Some neuromuscular deficits in individuals who cannot inhale through their nose include:
1.  Restricted air flow through sinus cavity (deviated septum, sinus polyps, etc.)
2.  Restricted airway (sleep apnea, forward head posture, cervical instability, mandible position, etc.)
3.  Poor abdominal co-contraction during inspiration (poor ZOA and thorax position)
4.  Poor diaphragmatic power-strength
I encourage them to start with the balloon by pinching the neck off the balloon while inhaling and then gradually move into respiration (6 seconds out through the mouth and 3 seconds in through the nose) as neuromuscular and respiratory strategy improves…again provided they don’t have a cold, sinus congestion, airway compromises, etc.

I have a referral into the clinic for a 60 year old female with continuing right facial pain after having a dental cleaning.  It has become more frequent and intense over the past month.  Everything dentally has been cleared and she has been cleared by the ENT.  My immediate thought is Trigeminal Neuralgia but this has not been formally diagnosed.  Other than the things we have been shown through the Postural Respiration course are the other things I should look for or use for someone like this?

A pivotal treatment consideration for this patient is her ability to rotate her C3-C7 cervical spine to the left.  If it rotates well to the right and is limited to the left then your spinal position is strongly oriented right and requires that her cranium counter rotate to visualize the frontal plane via right TMCC activity.
You will need to get her into left AF IR and secure her left hip with both frontal and transverse plane musculature.  And after you secure her left hip, her right glute max will be needed in the transverse plane to redirect her pelvic and spinal orientation to the left.  Her left ZOA and left IO’s and TA’s will be a key to anchoring the spine left prior to thoracic-scapular and scapular-thoracic right low trap work.  This would be my first course of action to get her neck to rotate to the left.  If she is very overactive in her right anterior neck, she may have developed into Superior T4 Syndrome, but the spinal orientation issues are still going to need to be addressed.  Manual BC treatments are likely in this case.

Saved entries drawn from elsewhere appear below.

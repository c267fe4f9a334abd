use std::sync::Arc;

use crate::error::RuntimeResult;
use crate::translator::{Translator, TranslatorOptions};

/// Single-pass `{name}` placeholder expansion. Tokens without a matching
/// argument are left as-is; nested substitution does not occur.
pub fn expand_named(template: &str, args: &[(&str, &str)]) -> String {
    let mut result = String::with_capacity(template.len());
    let mut chars = template.chars().peekable();

    while let Some(ch) = chars.next() {
        if ch != '{' {
            result.push(ch);
            continue;
        }
        let mut token = String::new();
        let mut closed = false;
        for c in chars.by_ref() {
            if c == '}' {
                closed = true;
                break;
            }
            token.push(c);
        }
        if closed {
            if let Some(&(_, value)) = args.iter().find(|&&(name, _)| name == token) {
                result.push_str(value);
            } else {
                result.push('{');
                result.push_str(&token);
                result.push('}');
            }
        } else {
            result.push('{');
            result.push_str(&token);
        }
    }

    result
}

/// Gettext-flavored convenience layer over [`Translator::translate`].
///
/// This is explicit composition: the wrapper owns a translator and calls
/// its single `translate` operation; the translator knows nothing about
/// the wrapper. Rescoping helpers return a new wrapper sharing the same
/// lexicon and logger.
#[derive(Clone)]
pub struct Gettext {
    translator: Translator,
}

impl Gettext {
    pub fn new(translator: Translator) -> Self {
        Self { translator }
    }

    pub fn translator(&self) -> &Translator {
        &self.translator
    }

    pub fn with_domain(&self, domain: impl Into<String>) -> RuntimeResult<Self> {
        self.rescope(|options| options.with_domain(domain))
    }

    pub fn with_category(&self, category: impl Into<String>) -> RuntimeResult<Self> {
        self.rescope(|options| options.with_category(category))
    }

    pub fn gettext(&self, msgid: &str) -> String {
        self.singular(None, msgid)
    }

    pub fn gettext_x(&self, msgid: &str, args: &[(&str, &str)]) -> String {
        expand_named(&self.gettext(msgid), args)
    }

    pub fn pgettext(&self, msgctxt: &str, msgid: &str) -> String {
        self.singular(Some(msgctxt), msgid)
    }

    pub fn pgettext_x(&self, msgctxt: &str, msgid: &str, args: &[(&str, &str)]) -> String {
        expand_named(&self.pgettext(msgctxt, msgid), args)
    }

    pub fn ngettext(
        &self,
        msgid: &str,
        msgid_plural: &str,
        count: u64,
    ) -> RuntimeResult<String> {
        self.translator
            .translate(None, msgid, Some(msgid_plural), count, true)
    }

    pub fn ngettext_x(
        &self,
        msgid: &str,
        msgid_plural: &str,
        count: u64,
        args: &[(&str, &str)],
    ) -> RuntimeResult<String> {
        let text = self.ngettext(msgid, msgid_plural, count)?;
        Ok(expand_with_count(&text, count, args))
    }

    pub fn npgettext(
        &self,
        msgctxt: &str,
        msgid: &str,
        msgid_plural: &str,
        count: u64,
    ) -> RuntimeResult<String> {
        self.translator
            .translate(Some(msgctxt), msgid, Some(msgid_plural), count, true)
    }

    pub fn npgettext_x(
        &self,
        msgctxt: &str,
        msgid: &str,
        msgid_plural: &str,
        count: u64,
        args: &[(&str, &str)],
    ) -> RuntimeResult<String> {
        let text = self.npgettext(msgctxt, msgid, msgid_plural, count)?;
        Ok(expand_with_count(&text, count, args))
    }

    fn singular(&self, msgctxt: Option<&str>, msgid: &str) -> String {
        match self.translator.translate(msgctxt, msgid, None, 1, false) {
            Ok(text) => text,
            Err(_) => msgid.to_string(),
        }
    }

    fn rescope(
        &self,
        update: impl FnOnce(TranslatorOptions) -> TranslatorOptions,
    ) -> RuntimeResult<Self> {
        let options = TranslatorOptions::new(self.translator.language())
            .with_domain(self.translator.domain())
            .with_category(self.translator.category());
        let options = update(options);
        let mut translator = Translator::new(Arc::clone(self.translator.lexicon()), options)?;
        if let Some(logger) = self.translator.logger() {
            translator = translator.with_logger(Arc::clone(logger));
        }
        Ok(Self { translator })
    }
}

/// Explicit args win over the implicit `{count}` binding.
fn expand_with_count(template: &str, count: u64, args: &[(&str, &str)]) -> String {
    let count_text = count.to_string();
    let mut all_args: Vec<(&str, &str)> = Vec::with_capacity(args.len() + 1);
    all_args.extend_from_slice(args);
    all_args.push(("count", &count_text));
    expand_named(template, &all_args)
}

If you can neutralize her neck with the Myokinematic Restoration and Postural Respiration principles described above, she would probably do well with some cranial stability afforded by the lateral pterygoids.  Teach her to “cluck” and to blow a balloon and other related activities with her tongue on the roof of her mouth.  In fact, it would be good if she could move her jaw both ways with her tongue elevated to the roof of her mouth (jaw to the right will likely be the challenge) while she shifts and rotates her body in gait-like fashion.